La lotta all’Alzheimer si nutre quotidianamente degli sforzi di medici e psicologi, alla ricerca di terapie e percorsi capaci di fermare quella che è la principale causa mondiale della demenza (nell’ordine di oltre 25 milioni di affetti accertati). Da Milano arriva peraltro l’inaugurazione di una strada diversa, anticipata. Intervenire cioè prima che la patologia irrompa, sulla base di nuove tecniche e possibilità diagnostiche, oltre che terapeutiche.
Le novità sono state presentate nei giorni scorsi al convegno mondiale “NeuroMi”, presso l’Università di Milano-Bicocca. Il nodo appunto è anzitutto la diagnosi preventiva del rischio, facilitata da nuove tecniche, quando ancora non sono apparsi segnali evidenti, o solo marginali, di deterioramento della funzione cognitiva. D’ora in poi basterà una “Pet” (tomografia a base di positroni) accompagnata da una puntura lombare. Il rilevamento risulta sufficiente ad accertare l’accumulo di “beta-amiloide”, una proteina che innesca la degenerazione dei neuroni nel cervello e nel liquido cerebrospinale.

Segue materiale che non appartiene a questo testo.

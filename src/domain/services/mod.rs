//! Domain Services
//!
//! Stateless business logic that operates on domain entities.

mod artifact_planner;

pub use artifact_planner::plan_artifacts;
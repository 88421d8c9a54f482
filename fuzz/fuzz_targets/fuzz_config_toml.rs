#![no_main]

use libfuzzer_sys::fuzz_target;

fuzz_target!(|data: &[u8]| {
    if let Ok(content) = std::str::from_utf8(data) {
        // Fuzz TOML config parsing - this should never panic
        let _ = toml::from_str::<solbuild::Config>(content);
    }
});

E’ una novità importante, anche perché si accompagna ad altre sperimentazioni, discusse in questi giorni nel capoluogo lombardo, che dimostrano l’efficacia della terapia preventiva. Si possono somministrare molecole capaci di ridurre la produzione dello stesso beta-amiloide, o addirittura anticorpi capaci di far progressivamente scomparire la medesima proteina dal tessuto cerebrale, penetrando con una semplice iniezione sottocute o endovena.
Il Centro di neuroscienze milanese è stato fondato solo due anni fa in tale Università, unendo le competenze di oltre 300 neuroscienziati dell’area, allo scopo specifico di convergere in un approccio multidisciplinare nello studio delle funzioni cerebrali e nel trattamento dei loro disturbi.
“ La nostra grande speranza è che nei prossimi anni la diagnosi dell’Alzheimer non sia una sentenza inesorabile di una patologia devastante e progressiva, ma la comunicazione di un possibile rischio ”, spiega il direttore scientifico di NeuroMi. Precisando che ad esso “è possibile far fronte con nuove terapie, attualmente in fase sperimentale ”. Un nuovo orizzonte terapeutico, dunque, che parte dal concetto che “arrivare prima” non solo si deve, ma soprattutto ora si può.